→ **WORK ITEM**:
The output should be the records themselves, given again exactly.

━━ AVAILABLE DATA ━━

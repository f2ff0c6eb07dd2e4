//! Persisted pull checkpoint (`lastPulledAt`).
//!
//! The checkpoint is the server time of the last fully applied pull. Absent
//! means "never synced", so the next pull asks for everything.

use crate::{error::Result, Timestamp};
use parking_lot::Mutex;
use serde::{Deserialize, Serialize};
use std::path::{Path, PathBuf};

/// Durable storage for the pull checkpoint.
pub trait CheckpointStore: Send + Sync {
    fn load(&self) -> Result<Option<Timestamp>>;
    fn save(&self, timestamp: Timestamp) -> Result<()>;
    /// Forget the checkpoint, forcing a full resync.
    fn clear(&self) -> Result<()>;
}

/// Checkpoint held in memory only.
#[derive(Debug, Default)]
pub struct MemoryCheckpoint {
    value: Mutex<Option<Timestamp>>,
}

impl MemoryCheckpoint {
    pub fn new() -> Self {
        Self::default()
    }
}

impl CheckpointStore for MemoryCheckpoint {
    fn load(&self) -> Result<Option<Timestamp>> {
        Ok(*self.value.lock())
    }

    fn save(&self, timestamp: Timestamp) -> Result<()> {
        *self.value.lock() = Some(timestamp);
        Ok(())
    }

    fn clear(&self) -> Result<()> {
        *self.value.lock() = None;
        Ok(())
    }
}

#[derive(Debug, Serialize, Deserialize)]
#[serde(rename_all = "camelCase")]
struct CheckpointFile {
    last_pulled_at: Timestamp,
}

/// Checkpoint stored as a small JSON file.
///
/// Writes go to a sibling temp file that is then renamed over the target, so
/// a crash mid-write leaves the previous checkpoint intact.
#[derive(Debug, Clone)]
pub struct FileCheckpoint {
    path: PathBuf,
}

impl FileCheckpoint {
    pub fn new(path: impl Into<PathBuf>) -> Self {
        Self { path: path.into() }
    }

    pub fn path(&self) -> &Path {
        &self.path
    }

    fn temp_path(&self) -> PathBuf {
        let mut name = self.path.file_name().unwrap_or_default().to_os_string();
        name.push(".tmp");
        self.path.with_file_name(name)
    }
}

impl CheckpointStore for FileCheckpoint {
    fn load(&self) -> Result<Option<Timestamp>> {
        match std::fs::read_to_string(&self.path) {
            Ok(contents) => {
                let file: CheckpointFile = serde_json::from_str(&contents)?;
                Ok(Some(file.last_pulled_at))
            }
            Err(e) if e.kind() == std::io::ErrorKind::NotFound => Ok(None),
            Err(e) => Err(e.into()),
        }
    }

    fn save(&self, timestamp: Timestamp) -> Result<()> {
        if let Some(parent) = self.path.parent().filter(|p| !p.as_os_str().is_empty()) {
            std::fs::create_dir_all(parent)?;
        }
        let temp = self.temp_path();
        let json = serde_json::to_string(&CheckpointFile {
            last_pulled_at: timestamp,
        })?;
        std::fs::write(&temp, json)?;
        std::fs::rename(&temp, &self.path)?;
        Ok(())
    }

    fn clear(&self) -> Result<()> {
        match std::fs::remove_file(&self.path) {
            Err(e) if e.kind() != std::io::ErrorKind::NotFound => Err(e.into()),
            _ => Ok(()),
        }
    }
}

━━━

→ **RESULT OF THE TASK**:
repository f2ff0c6eb07dd2e4
//! Persisted pull checkpoint (`lastPulledAt`).
//!
//! The checkpoint is the server time of the last fully applied pull. Absent
//! means "never synced", so the next pull asks for everything.

use crate::{error::Result, Timestamp};
use parking_lot::Mutex;
use serde::{Deserialize, Serialize};
use std::path::{Path, PathBuf};

/// Durable storage for the pull checkpoint.
pub trait CheckpointStore: Send + Sync {
    fn load(&self) -> Result<Option<Timestamp>>;
    fn save(&self, timestamp: Timestamp) -> Result<()>;
    /// Forget the checkpoint, forcing a full resync.
    fn clear(&self) -> Result<()>;
}

/// Checkpoint held in memory only.
#[derive(Debug, Default)]
pub struct MemoryCheckpoint {
    value: Mutex<Option<Timestamp>>,
}

impl MemoryCheckpoint {
    pub fn new() -> Self {
        Self::default()
    }
}

impl CheckpointStore for MemoryCheckpoint {
    fn load(&self) -> Result<Option<Timestamp>> {
        Ok(*self.value.lock())
    }

    fn save(&self, timestamp: Timestamp) -> Result<()> {
        *self.value.lock() = Some(timestamp);
        Ok(())
    }

    fn clear(&self) -> Result<()> {
        *self.value.lock() = None;
        Ok(())
    }
}

#[derive(Debug, Serialize, Deserialize)]
#[serde(rename_all = "camelCase")]
struct CheckpointFile {
    last_pulled_at: Timestamp,
}

/// Checkpoint stored as a small JSON file.
///
/// Writes go to a sibling temp file that is then renamed over the target, so
/// a crash mid-write leaves the previous checkpoint intact.
#[derive(Debug, Clone)]
pub struct FileCheckpoint {
    path: PathBuf,
}

impl FileCheckpoint {
    pub fn new(path: impl Into<PathBuf>) -> Self {
        Self { path: path.into() }
    }

    pub fn path(&self) -> &Path {
        &self.path
    }

    fn temp_path(&self) -> PathBuf {
        let mut name = self.path.file_name().unwrap_or_default().to_os_string();
        name.push(".tmp");
        self.path.with_file_name(name)
    }
}

impl CheckpointStore for FileCheckpoint {
    fn load(&self) -> Result<Option<Timestamp>> {
        match std::fs::read_to_string(&self.path) {
            Ok(contents) => {
                let file: CheckpointFile = serde_json::from_str(&contents)?;
                Ok(Some(file.last_pulled_at))
            }
            Err(e) if e.kind() == std::io::ErrorKind::NotFound => Ok(None),
            Err(e) => Err(e.into()),
        }
    }

    fn save(&self, timestamp: Timestamp) -> Result<()> {
        if let Some(parent) = self.path.parent().filter(|p| !p.as_os_str().is_empty()) {
            std::fs::create_dir_all(parent)?;
        }
        let temp = self.temp_path();
        let json = serde_json::to_string(&CheckpointFile {
            last_pulled_at: timestamp,
        })?;
        std::fs::write(&temp, json)?;
        std::fs::rename(&temp, &self.path)?;
        Ok(())
    }

    fn clear(&self) -> Result<()> {
        match std::fs::remove_file(&self.path) {
            Err(e) if e.kind() != std::io::ErrorKind::NotFound => Err(e.into()),
            _ => Ok(()),
        }
    }
}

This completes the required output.